═════ Input data ═════

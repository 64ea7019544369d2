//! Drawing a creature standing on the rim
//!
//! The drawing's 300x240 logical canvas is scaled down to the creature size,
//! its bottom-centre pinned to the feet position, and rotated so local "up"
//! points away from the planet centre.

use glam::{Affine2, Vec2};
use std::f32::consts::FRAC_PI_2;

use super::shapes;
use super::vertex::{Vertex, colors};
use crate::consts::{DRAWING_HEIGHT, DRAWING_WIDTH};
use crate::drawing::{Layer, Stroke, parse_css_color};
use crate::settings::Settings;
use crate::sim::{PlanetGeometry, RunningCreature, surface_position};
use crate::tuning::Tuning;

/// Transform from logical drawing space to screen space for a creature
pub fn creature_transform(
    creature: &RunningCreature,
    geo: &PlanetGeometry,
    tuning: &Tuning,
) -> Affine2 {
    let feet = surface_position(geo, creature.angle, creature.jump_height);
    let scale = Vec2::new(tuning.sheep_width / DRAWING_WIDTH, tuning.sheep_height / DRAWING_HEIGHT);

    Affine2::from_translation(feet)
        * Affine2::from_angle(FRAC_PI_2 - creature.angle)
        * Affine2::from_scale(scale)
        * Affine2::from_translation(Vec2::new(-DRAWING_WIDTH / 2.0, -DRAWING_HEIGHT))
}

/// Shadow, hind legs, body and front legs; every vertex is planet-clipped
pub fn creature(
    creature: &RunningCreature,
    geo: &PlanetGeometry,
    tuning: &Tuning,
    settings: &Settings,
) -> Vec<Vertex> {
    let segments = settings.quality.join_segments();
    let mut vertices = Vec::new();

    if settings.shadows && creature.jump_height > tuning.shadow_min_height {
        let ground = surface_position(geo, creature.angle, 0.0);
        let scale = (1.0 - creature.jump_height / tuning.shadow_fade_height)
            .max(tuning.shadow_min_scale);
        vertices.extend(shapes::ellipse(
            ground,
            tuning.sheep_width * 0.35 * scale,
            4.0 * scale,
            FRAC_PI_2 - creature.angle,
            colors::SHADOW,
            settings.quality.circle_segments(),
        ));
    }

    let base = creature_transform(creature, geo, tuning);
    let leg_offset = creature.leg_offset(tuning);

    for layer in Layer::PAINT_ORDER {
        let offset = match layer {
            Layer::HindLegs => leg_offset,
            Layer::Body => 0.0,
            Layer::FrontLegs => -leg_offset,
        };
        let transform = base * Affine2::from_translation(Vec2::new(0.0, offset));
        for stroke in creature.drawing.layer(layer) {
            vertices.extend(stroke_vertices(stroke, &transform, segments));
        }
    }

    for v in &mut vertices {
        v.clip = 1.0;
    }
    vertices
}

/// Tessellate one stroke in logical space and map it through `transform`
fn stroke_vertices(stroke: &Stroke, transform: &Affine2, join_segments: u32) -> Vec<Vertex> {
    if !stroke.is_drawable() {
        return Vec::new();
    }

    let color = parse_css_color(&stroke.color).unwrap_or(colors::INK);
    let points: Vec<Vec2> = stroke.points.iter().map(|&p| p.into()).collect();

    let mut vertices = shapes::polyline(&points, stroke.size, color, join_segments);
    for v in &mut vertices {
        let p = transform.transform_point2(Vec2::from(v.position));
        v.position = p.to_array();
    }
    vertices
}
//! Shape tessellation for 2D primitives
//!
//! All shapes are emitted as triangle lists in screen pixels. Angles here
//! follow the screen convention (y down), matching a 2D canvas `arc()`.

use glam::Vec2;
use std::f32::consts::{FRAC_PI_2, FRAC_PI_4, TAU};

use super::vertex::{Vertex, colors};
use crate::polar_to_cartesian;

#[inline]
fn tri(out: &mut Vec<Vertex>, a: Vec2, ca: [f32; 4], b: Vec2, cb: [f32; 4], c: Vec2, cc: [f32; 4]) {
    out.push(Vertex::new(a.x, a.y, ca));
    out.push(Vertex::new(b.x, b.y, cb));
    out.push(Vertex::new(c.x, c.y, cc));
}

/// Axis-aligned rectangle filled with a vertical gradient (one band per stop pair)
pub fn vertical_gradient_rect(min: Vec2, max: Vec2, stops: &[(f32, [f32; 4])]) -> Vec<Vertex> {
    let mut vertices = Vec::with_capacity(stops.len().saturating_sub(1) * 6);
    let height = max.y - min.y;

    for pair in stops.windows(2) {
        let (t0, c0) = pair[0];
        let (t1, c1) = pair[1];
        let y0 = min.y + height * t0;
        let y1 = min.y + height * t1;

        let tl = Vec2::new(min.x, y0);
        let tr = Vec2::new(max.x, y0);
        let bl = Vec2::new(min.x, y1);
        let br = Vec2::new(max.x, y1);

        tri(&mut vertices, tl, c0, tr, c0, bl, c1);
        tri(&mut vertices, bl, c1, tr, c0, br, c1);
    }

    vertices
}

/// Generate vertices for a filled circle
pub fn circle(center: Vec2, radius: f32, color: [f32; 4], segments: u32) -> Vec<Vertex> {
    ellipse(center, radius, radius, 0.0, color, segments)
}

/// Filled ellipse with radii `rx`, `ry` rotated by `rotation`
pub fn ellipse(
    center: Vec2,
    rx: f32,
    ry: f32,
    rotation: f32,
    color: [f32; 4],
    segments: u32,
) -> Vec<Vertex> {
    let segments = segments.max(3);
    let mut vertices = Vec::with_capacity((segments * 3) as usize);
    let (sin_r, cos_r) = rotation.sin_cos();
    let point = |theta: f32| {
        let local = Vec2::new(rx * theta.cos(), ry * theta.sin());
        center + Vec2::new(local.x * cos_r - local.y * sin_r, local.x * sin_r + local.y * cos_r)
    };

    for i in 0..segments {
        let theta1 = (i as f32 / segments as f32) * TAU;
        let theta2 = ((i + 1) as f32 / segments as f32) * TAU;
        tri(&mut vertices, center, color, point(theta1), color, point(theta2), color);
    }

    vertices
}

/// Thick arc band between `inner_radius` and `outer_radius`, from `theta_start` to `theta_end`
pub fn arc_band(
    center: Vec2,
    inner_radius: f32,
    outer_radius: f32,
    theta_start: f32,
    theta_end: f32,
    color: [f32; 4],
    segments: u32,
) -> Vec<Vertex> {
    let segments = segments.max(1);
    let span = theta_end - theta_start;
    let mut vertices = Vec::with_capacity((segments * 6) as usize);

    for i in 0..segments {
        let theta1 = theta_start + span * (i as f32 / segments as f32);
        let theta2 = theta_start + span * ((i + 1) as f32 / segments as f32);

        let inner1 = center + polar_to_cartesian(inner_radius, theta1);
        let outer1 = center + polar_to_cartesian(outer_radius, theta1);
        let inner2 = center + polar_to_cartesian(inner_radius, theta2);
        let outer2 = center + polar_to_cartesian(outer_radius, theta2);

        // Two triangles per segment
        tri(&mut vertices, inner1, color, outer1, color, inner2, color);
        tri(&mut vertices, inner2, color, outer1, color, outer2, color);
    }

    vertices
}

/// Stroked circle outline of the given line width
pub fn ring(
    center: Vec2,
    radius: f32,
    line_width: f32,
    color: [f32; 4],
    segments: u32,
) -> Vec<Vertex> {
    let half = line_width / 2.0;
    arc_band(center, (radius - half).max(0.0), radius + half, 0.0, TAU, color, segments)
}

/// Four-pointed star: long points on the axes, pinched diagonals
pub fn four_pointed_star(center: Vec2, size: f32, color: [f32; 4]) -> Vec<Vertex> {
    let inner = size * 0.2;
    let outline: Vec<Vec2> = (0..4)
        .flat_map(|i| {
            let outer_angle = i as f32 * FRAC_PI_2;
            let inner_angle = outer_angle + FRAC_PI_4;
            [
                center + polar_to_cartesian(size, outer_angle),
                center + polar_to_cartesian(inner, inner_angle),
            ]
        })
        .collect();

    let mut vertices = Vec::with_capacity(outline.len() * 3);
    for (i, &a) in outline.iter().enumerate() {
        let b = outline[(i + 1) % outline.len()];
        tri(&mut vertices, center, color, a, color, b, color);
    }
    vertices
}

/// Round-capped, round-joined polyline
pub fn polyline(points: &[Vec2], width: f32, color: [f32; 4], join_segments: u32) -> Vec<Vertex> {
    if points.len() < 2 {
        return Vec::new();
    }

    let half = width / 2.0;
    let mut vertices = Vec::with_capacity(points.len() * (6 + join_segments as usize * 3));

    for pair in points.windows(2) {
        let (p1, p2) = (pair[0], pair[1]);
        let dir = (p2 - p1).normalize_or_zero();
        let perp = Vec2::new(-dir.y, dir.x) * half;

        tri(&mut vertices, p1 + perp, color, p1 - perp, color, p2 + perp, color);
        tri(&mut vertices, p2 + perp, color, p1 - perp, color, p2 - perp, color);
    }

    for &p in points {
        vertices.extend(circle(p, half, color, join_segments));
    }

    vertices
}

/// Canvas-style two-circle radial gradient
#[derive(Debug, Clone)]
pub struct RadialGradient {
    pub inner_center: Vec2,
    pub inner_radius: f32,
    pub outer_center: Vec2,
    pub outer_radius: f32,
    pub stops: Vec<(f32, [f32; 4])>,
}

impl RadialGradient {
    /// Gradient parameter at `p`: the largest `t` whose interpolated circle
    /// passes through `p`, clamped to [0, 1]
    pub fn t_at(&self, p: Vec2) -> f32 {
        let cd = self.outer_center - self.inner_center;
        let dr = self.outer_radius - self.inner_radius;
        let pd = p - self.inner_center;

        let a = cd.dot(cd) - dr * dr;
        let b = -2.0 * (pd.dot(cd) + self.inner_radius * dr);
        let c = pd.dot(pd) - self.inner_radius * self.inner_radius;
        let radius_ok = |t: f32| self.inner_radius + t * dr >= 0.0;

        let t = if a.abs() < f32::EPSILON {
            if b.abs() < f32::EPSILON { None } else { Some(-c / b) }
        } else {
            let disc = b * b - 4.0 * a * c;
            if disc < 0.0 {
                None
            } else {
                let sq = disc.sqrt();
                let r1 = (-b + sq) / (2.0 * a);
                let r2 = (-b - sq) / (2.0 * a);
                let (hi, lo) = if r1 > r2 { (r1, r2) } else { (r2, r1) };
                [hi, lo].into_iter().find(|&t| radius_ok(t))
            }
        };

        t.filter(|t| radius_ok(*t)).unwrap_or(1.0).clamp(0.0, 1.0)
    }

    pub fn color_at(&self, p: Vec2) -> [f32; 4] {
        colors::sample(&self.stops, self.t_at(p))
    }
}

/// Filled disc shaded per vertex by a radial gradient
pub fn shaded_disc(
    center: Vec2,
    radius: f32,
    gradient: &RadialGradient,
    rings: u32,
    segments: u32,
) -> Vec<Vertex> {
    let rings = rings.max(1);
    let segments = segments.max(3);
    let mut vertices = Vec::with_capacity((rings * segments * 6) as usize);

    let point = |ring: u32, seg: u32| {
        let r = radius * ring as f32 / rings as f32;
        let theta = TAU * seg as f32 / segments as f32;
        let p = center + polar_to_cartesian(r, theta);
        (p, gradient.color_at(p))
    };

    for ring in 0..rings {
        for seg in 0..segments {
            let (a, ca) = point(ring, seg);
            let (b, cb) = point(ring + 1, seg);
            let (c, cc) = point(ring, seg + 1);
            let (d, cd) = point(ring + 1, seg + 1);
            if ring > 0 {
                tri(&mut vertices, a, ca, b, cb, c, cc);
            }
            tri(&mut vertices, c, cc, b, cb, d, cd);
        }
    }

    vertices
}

═════

## What to work on
Every line of the listing that includes the word "shapes" must be copied.

## Task response
use super::shapes;
        vertices.extend(shapes::ellipse(
    let mut vertices = shapes::polyline(&points, stroke.size, color, join_segments);
//! All shapes are emitted as triangle lists in screen pixels. Angles here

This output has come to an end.